◆ **PROBLEM STATEMENT**
Filter these entries down to the lines that hold the word "Mutex", and show each of them.

(Stored data)

Segment Open

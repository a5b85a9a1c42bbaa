//! Supervisor 전용 에러 타입 — 에러 종류를 구분하여 main에서
//! 적절한 프로세스 종료 코드를 반환할 수 있게 합니다.

use super::Role;

/// Errors raised before or while the process pair is being brought up.
///
/// Once both children are live, failures no longer surface as errors: they become a
/// [`ShutdownReason`](super::ShutdownReason) and go through the shutdown coordinator.
#[derive(thiserror::Error, Debug)]
pub enum SupervisorError {
    #[error("Failed to install {name} dependencies (exit code {code:?}):\n{diagnostics}")]
    SetupFailure {
        name: String,
        code: Option<i32>,
        diagnostics: String,
    },

    #[error("No free port found starting at {preferred} ({attempts} additional ports tried)")]
    PortExhaustion { preferred: u16, attempts: u16 },

    #[error("Invalid port {0}: must be between 1 and 65535")]
    InvalidPort(u16),

    #[error("A {0} process has already been launched")]
    AlreadyLaunched(Role),

    #[error("Failed to spawn {role} process '{program}': {reason}")]
    Spawn {
        role: Role,
        program: String,
        reason: String,
    },

    #[error("Invalid configuration: {0}")]
    InvalidConfig(String),

    #[error("{0}")]
    Internal(#[from] anyhow::Error),
}

impl SupervisorError {
    /// 프로세스 종료 코드 매핑
    pub fn exit_code(&self) -> u8 {
        match self {
            Self::InvalidConfig(_) | Self::InvalidPort(_) => 2,
            Self::PortExhaustion { .. } => 3,
            Self::SetupFailure { .. } => 1,
            Self::AlreadyLaunched(_) | Self::Spawn { .. } => 1,
            Self::Internal(_) => 1,
        }
    }

    /// 머신 리더블 에러 코드
    pub fn error_code(&self) -> &'static str {
        match self {
            Self::SetupFailure { .. } => "SETUP_FAILURE",
            Self::PortExhaustion { .. } => "PORT_EXHAUSTION",
            Self::InvalidPort(_) => "INVALID_PORT",
            Self::AlreadyLaunched(_) => "ALREADY_LAUNCHED",
            Self::Spawn { .. } => "SPAWN_FAILED",
            Self::InvalidConfig(_) => "INVALID_CONFIG",
            Self::Internal(_) => "INTERNAL_ERROR",
        }
    }
}
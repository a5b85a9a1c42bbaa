//! Human-facing console output: status lines, the startup banner and the
//! role-prefixed lines streamed from both children.
//!
//! Diagnostics go through `tracing` (stderr); this is what the developer reads.

use std::io::{self, Write};
use std::sync::{Arc, Mutex};

use crate::port::PortAssignment;
use crate::supervisor::{OutputLine, Role};

const RULE_WIDTH: usize = 50;

#[derive(Clone)]
pub struct Console {
    out: Arc<Mutex<Box<dyn Write + Send>>>,
}

/// In-memory sink returned by [`Console::in_memory`].
#[derive(Clone, Default)]
pub struct ConsoleBuffer(Arc<Mutex<Vec<u8>>>);

impl ConsoleBuffer {
    pub fn contents(&self) -> String {
        let bytes = self.0.lock().map(|b| b.clone()).unwrap_or_default();
        String::from_utf8_lossy(&bytes).into_owned()
    }
}

impl Write for ConsoleBuffer {
    fn write(&mut self, buf: &[u8]) -> io::Result<usize> {
        let mut inner = self
            .0
            .lock()
            .map_err(|_| io::Error::new(io::ErrorKind::Other, "console buffer poisoned"))?;
        inner.extend_from_slice(buf);
        Ok(buf.len())
    }

    fn flush(&mut self) -> io::Result<()> {
        Ok(())
    }
}

impl Console {
    pub fn new(out: Box<dyn Write + Send>) -> Self {
        Self {
            out: Arc::new(Mutex::new(out)),
        }
    }

    pub fn stdout() -> Self {
        Self::new(Box::new(io::stdout()))
    }

    pub fn in_memory() -> (Self, ConsoleBuffer) {
        let buffer = ConsoleBuffer::default();
        (Self::new(Box::new(buffer.clone())), buffer)
    }

    /// Write one whole line; the lock keeps lines from two sources from tearing.
    fn write_line(&self, line: &str) {
        let Ok(mut out) = self.out.lock() else {
            return;
        };
        if let Err(e) = writeln!(out, "{}", line).and_then(|_| out.flush()) {
            tracing::debug!("Console write failed: {}", e);
        }
    }

    pub fn status(&self, line: impl AsRef<str>) {
        self.write_line(line.as_ref());
    }

    pub fn blank(&self) {
        self.write_line("");
    }

    pub fn error(&self, line: impl AsRef<str>) {
        self.write_line(&format!("❌ {}", line.as_ref()));
    }

    pub fn child_line(&self, line: &OutputLine) {
        self.write_line(&format!("{} {}", line.role.prefix(), line.content));
    }

    pub fn banner(&self, ports: &PortAssignment) {
        let rule = "=".repeat(RULE_WIDTH);
        self.blank();
        self.write_line(&rule);
        self.write_line("✅ Both servers are running!");
        self.write_line(&format!("   Frontend: http://localhost:{}", ports.frontend));
        self.write_line(&format!("   Backend:  http://localhost:{}", ports.backend));
        self.write_line(&rule);
        self.blank();
        self.write_line("Press Ctrl+C to stop both servers.");
        self.blank();
    }

    pub fn launched(&self, role: Role, pid: u32) {
        self.write_line(&format!("   {} running (PID: {})", role.title(), pid));
    }
}

#[cfg(test)]
mod tests {
    use super::*;
    use crate::supervisor::OutputStream;

    #[test]
    fn child_lines_are_prefixed_by_role() {
        let (console, buf) = Console::in_memory();
        console.child_line(&OutputLine {
            role: Role::Backend,
            stream: OutputStream::Stdout,
            content: "listening on 3002".into(),
        });
        console.child_line(&OutputLine {
            role: Role::Frontend,
            stream: OutputStream::Stderr,
            content: "VITE ready".into(),
        });
        assert_eq!(
            buf.contents(),
            "🖥️  [backend] listening on 3002\n🌐 [frontend] VITE ready\n"
        );
    }

    #[test]
    fn banner_shows_resolved_ports() {
        let (console, buf) = Console::in_memory();
        console.banner(&PortAssignment { backend: 3002, frontend: 5173 });
        let out = buf.contents();
        assert!(out.contains("Frontend: http://localhost:5173"));
        assert!(out.contains("Backend:  http://localhost:3002"));
        assert!(out.contains("Press Ctrl+C"));
    }

    #[test]
    fn clones_share_the_sink() {
        let (console, buf) = Console::in_memory();
        let other = console.clone();
        console.status("one");
        other.error("two");
        assert_eq!(buf.contents(), "one\n❌ two\n");
    }
}
pub mod config;
pub mod console;
pub mod deps;
pub mod port;
pub mod session;
pub mod supervisor;
pub mod utils;
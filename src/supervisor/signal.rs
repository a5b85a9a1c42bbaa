//! OS signal → control channel.
//!
//! The listener never touches supervisor state: it only sends a
//! [`ShutdownSignal`] and the supervisory loop decides what to do with it.

use std::fmt;
use std::io;

use tokio::sync::mpsc;

#[derive(Debug, Clone, Copy, PartialEq, Eq)]
pub enum ShutdownSignal {
    /// SIGINT / Ctrl+C
    Interrupt,
    /// SIGTERM
    Terminate,
}

impl fmt::Display for ShutdownSignal {
    fn fmt(&self, f: &mut fmt::Formatter<'_>) -> fmt::Result {
        match self {
            Self::Interrupt => f.write_str("interrupt"),
            Self::Terminate => f.write_str("terminate"),
        }
    }
}

/// Install the signal handlers and return the receiving end of the control channel.
///
/// Handlers are registered before this returns, so a Ctrl+C arriving while the
/// children are still being launched is queued instead of killing the supervisor.
/// Repeated signals after the first are dropped once the channel is full or closed.
pub fn listen() -> io::Result<mpsc::Receiver<ShutdownSignal>> {
    let (tx, rx) = mpsc::channel(1);

    #[cfg(unix)]
    {
        use tokio::signal::unix::{signal, SignalKind};
        let mut sigint = signal(SignalKind::interrupt())?;
        let mut sigterm = signal(SignalKind::terminate())?;
        tokio::spawn(async move {
            loop {
                let received = tokio::select! {
                    Some(_) = sigint.recv() => ShutdownSignal::Interrupt,
                    Some(_) = sigterm.recv() => ShutdownSignal::Terminate,
                    else => break,
                };
                if !forward(&tx, received) {
                    break;
                }
            }
        });
    }

    #[cfg(not(unix))]
    {
        tokio::spawn(async move {
            while tokio::signal::ctrl_c().await.is_ok() {
                if !forward(&tx, ShutdownSignal::Interrupt) {
                    break;
                }
            }
        });
    }

    Ok(rx)
}

/// Returns `false` once nobody is listening anymore.
fn forward(tx: &mpsc::Sender<ShutdownSignal>, signal: ShutdownSignal) -> bool {
    match tx.try_send(signal) {
        Ok(()) => {
            tracing::info!("Received {} signal", signal);
            true
        }
        Err(mpsc::error::TrySendError::Full(_)) => {
            tracing::debug!("Shutdown already requested, ignoring {} signal", signal);
            true
        }
        Err(mpsc::error::TrySendError::Closed(_)) => false,
    }
}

Segment Closed

◆ **TASK ANSWER**
use std::sync::{Arc, Mutex};
    out: Arc<Mutex<Box<dyn Write + Send>>>,
pub struct ConsoleBuffer(Arc<Mutex<Vec<u8>>>);
            out: Arc::new(Mutex::new(out)),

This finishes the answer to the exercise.